别人嫌他话少他还可以因为不会说话心安理得装聋作哑。
可裴继枉嫌他话多的话,他只需要闭嘴就好了。
“不好意思,小枉,我一想到可以和你一起过年就好兴奋……”
但是想到裴继枉宁愿吃不喜欢吃的糖葫芦,也没有打断他说话,虞百丞就又忍不住高兴。
“小枉,我可以要一个新年礼物吗?”
裴继枉转签的动作一顿,饶有兴趣地看向他,“说说看。”
“我想……”虞百丞紧张地深呼了一口气,“以后都可以和你一起过年!”
裴继枉哼笑一声,越过虞百丞将空签儿丢进他右手边的垃圾桶里。
“虞哥,”裴继枉慢条斯理地说,“你要的不是礼物,是诺言。”
意料之中的拒绝,但裴继枉没有把话说死,虞百丞就想再争取,他不甘心地低声问:“不可以吗?”
裴继枉徐徐向前。
“我不是守诺的人。”
虞百丞遗憾,但也知道裴继枉说一不二的性格,抿紧唇落寞地看了裴继枉的背影片刻,又打起精神快步跟上他。
“那小枉你有什么想要的新年礼物吗?”
“随便。”
……
正值辞旧迎新的好时候,街上张灯结彩,各种活动接踵而来,裴继枉反而不怎么愿意出门了。

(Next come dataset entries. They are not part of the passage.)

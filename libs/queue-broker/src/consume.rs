//! Queue subscriptions: retry topology, QoS, delivery decode and the
//! ack/nack translation of dispatch outcomes.

use std::sync::Arc;

use futures_util::StreamExt;
use lapin::message::Delivery;
use lapin::options::{
    BasicAckOptions, BasicConsumeOptions, BasicNackOptions, BasicQosOptions,
    ExchangeDeclareOptions, QueueBindOptions, QueueDeclareOptions,
};
use lapin::types::{AMQPValue, FieldTable};
use lapin::{Channel, ExchangeKind as AmqpExchangeKind};
use tokio::sync::watch;
use tracing::{error, info, warn};
use uuid::Uuid;

use message_contracts::{envelope, Event, InboundMessage, MessageDispatch};

use crate::{QueueBroker, QueueBrokerResult};

/// Delay before a dead-lettered message returns to its work queue.
const RETRY_DELAY_MS: u32 = 5_000;

/// How the consumed body maps to a dispatchable message.
#[derive(Clone)]
pub(crate) enum MessageShape {
    /// Body is an `Event` envelope; the inner type name and payload are
    /// lifted out of it.
    Envelope,
    /// Body is the bare payload of one declared message type.
    Typed(String),
}

/// Retry counter from the transport's requeue history: `x-death[0].count`.
pub fn death_count(headers: Option<&FieldTable>) -> u32 {
    headers
        .and_then(|table| table.inner().get("x-death"))
        .and_then(|value| match value {
            AMQPValue::FieldArray(array) => array.as_slice().first(),
            _ => None,
        })
        .and_then(|entry| match entry {
            AMQPValue::FieldTable(table) => table.inner().get("count"),
            _ => None,
        })
        .and_then(|count| match count {
            AMQPValue::LongLongInt(n) => Some(*n as u32),
            AMQPValue::LongInt(n) => Some(*n as u32),
            _ => None,
        })
        .unwrap_or(0)
}

/// Declare the work queue plus its retry loop: work queue dead-letters into
/// `{queue}.retry`, whose delay queue TTLs messages back onto the work queue
/// through the default exchange. Each round trip appends an `x-death` entry.
async fn declare_retry_topology(channel: &Channel, queue: &str) -> QueueBrokerResult<()> {
    let retry_exchange = format!("{queue}.retry");
    let durable_exchange = ExchangeDeclareOptions {
        durable: true,
        ..ExchangeDeclareOptions::default()
    };
    let durable_queue = QueueDeclareOptions {
        durable: true,
        ..QueueDeclareOptions::default()
    };

    channel
        .exchange_declare(
            &retry_exchange,
            AmqpExchangeKind::Fanout,
            durable_exchange,
            FieldTable::default(),
        )
        .await?;

    let mut retry_args = FieldTable::default();
    retry_args.insert("x-message-ttl".into(), AMQPValue::LongUInt(RETRY_DELAY_MS));
    retry_args.insert("x-dead-letter-exchange".into(), AMQPValue::LongString("".into()));
    retry_args.insert(
        "x-dead-letter-routing-key".into(),
        AMQPValue::LongString(queue.into()),
    );
    channel
        .queue_declare(&retry_exchange, durable_queue, retry_args)
        .await?;
    channel
        .queue_bind(
            &retry_exchange,
            &retry_exchange,
            "",
            QueueBindOptions::default(),
            FieldTable::default(),
        )
        .await?;

    let mut work_args = FieldTable::default();
    work_args.insert(
        "x-dead-letter-exchange".into(),
        AMQPValue::LongString(retry_exchange.as_str().into()),
    );
    channel
        .queue_declare(queue, durable_queue, work_args)
        .await?;

    Ok(())
}

pub(crate) async fn subscribe(
    broker: &QueueBroker,
    queue: &str,
    shape: MessageShape,
    dispatch: Arc<dyn MessageDispatch>,
    mut shutdown: watch::Receiver<()>,
) -> QueueBrokerResult<()> {
    let channel = broker.create_channel().await?;
    declare_retry_topology(&channel, queue).await?;

    if let Some(qos) = broker.qos_for(queue) {
        channel
            .basic_qos(qos.count, BasicQosOptions { global: qos.global })
            .await?;
        info!(queue = %queue, count = qos.count, global = qos.global, "queue QoS applied");
    }

    let consumer_tag = format!("{}-{}", queue, Uuid::new_v4().simple());
    let mut consumer = channel
        .basic_consume(
            queue,
            &consumer_tag,
            BasicConsumeOptions::default(),
            FieldTable::default(),
        )
        .await?;

    let cooperative = broker.consuming_async();
    info!(queue = %queue, consumer_tag = %consumer_tag, cooperative, "queue consumer started");

    loop {
        tokio::select! {
            _ = shutdown.changed() => {
                info!(queue = %queue, "queue consumer stopping");
                break;
            }
            next = consumer.next() => match next {
                Some(Ok(delivery)) => {
                    if cooperative {
                        let dispatch = dispatch.clone();
                        let shape = shape.clone();
                        tokio::spawn(async move {
                            handle_delivery(dispatch, shape, delivery).await;
                        });
                    } else {
                        handle_delivery(dispatch.clone(), shape.clone(), delivery).await;
                    }
                }
                Some(Err(e)) => {
                    error!(queue = %queue, error = %e, "error consuming delivery");
                }
                None => {
                    warn!(queue = %queue, "consumer stream closed");
                    break;
                }
            }
        }
    }

    Ok(())
}

async fn handle_delivery(dispatch: Arc<dyn MessageDispatch>, shape: MessageShape, delivery: Delivery) {
    let retry_count = death_count(delivery.properties.headers().as_ref());

    let (type_name, payload) = match &shape {
        MessageShape::Envelope => {
            match envelope::decode::<Event>(&String::from_utf8_lossy(&delivery.data)) {
                Ok(event) => (event.event_type, event.payload),
                Err(e) => {
                    // A body that cannot parse will never parse; drop it
                    // instead of cycling it through the retry topology.
                    warn!(error = %e, "undecodable event envelope, dropping delivery");
                    ack(delivery).await;
                    return;
                }
            }
        }
        MessageShape::Typed(type_name) => (
            type_name.clone(),
            String::from_utf8_lossy(&delivery.data).to_string(),
        ),
    };

    let outcome = dispatch
        .dispatch(InboundMessage {
            type_name,
            payload,
            retry_count,
        })
        .await;

    if outcome.is_ack() {
        ack(delivery).await;
    } else {
        // Send to the declared dead-letter exchange; the retry counter
        // advances in x-death on the way back.
        if let Err(e) = delivery
            .nack(BasicNackOptions {
                multiple: false,
                requeue: false,
            })
            .await
        {
            error!(error = %e, "failed to nack delivery");
        }
    }
}

async fn ack(delivery: Delivery) {
    if let Err(e) = delivery.ack(BasicAckOptions::default()).await {
        error!(error = %e, "failed to ack delivery");
    }
}
//! The dispatch protocol between broker adapters and the dispatch engine.
//!
//! Adapters decode the wire delivery into an [`InboundMessage`], hand it to a
//! [`MessageDispatch`] implementation, and translate the typed outcome back
//! into transport verbs (ack / nack / republish-and-commit). They never
//! interpret business results themselves.

use async_trait::async_trait;

use crate::model::Event;
use crate::routes::EventRoute;

/// One decoded delivery, transport-agnostic.
#[derive(Debug, Clone)]
pub struct InboundMessage {
    /// Wire type name; the binding key into the handler registry.
    pub type_name: String,
    /// Raw payload (UTF-8 JSON).
    pub payload: String,
    /// Retry counter read from transport headers (`x-death[0].count` on the
    /// queue side, `CountOfRetry` on the stream side).
    pub retry_count: u32,
}

/// Why a delivery was acknowledged.
#[derive(Debug, Clone, Copy, PartialEq, Eq)]
pub enum AckKind {
    /// The handler committed and the delivery completed.
    Processed,
    /// No handler is registered for the type; it belongs to another service.
    UnknownType,
    /// The retry ceiling was exceeded; the message has been given up on.
    MaxRetryExceeded,
    /// The idempotency marker already exists; effects were applied earlier.
    AlreadyProcessed,
}

/// Outcome the transport must translate.
#[derive(Debug, Clone, PartialEq, Eq)]
pub enum DispatchOutcome {
    Ack(AckKind),
    /// Roll-back happened; route the delivery onto the transport's retry
    /// path (dead-letter on the queue side, republish on the stream side).
    Retry,
}

impl DispatchOutcome {
    pub fn is_ack(&self) -> bool {
        matches!(self, DispatchOutcome::Ack(_))
    }
}

/// The consumer dispatch engine as seen by the broker adapters.
#[async_trait]
pub trait MessageDispatch: Send + Sync {
    async fn dispatch(&self, message: InboundMessage) -> DispatchOutcome;
}

/// Outbound publishing seam used by the outbox publisher: hand an outbox row
/// to the wire according to its declared route.
#[async_trait]
pub trait EventPublisher: Send + Sync {
    async fn publish_event(&self, route: &EventRoute, event: &Event) -> anyhow::Result<()>;
}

虞百丞很高兴,正好有空把裴继枉家里里里外外全部清理一遍,他翘首以盼那一天的到来,按照网络的说明一步步贯彻春节该有的步骤。
可惜时间大把充裕,他做完一切还有很多空闲。
虞百丞有心想和裴继枉说话,可裴继枉在睡觉。
虞百丞自然不愿打扰他,想起自己买的红纸,兴致勃勃开始剪自己小以为傲的窗花来。
裴继枉懒洋洋推开门的时候,被一桌的红色晃了下眼,他抱着手靠着门框,垂眼观察那个专心致志操作剪刀的男人。
男人剪完几个窗花,扭了扭有些酸胀的脖子,下意识向裴继枉的房间看去,于是情不自禁弯了弯眼。
“小枉,你醒了。”
裴继枉走过去,随手捻起一张打量。
“我随便剪剪,不是很好看。”
虞百丞屏气凝神等着他的评价,生硬地说着谦辞。
裴继枉闻言玩味地扫了他一眼,“哪有,虞哥剪的窗花是我见过最好看的。”
虞百丞松了一口气,想再说点谦辞缓解一下情绪,可迎上裴继枉那双含笑的眼睛时,又说不出半点违心的话。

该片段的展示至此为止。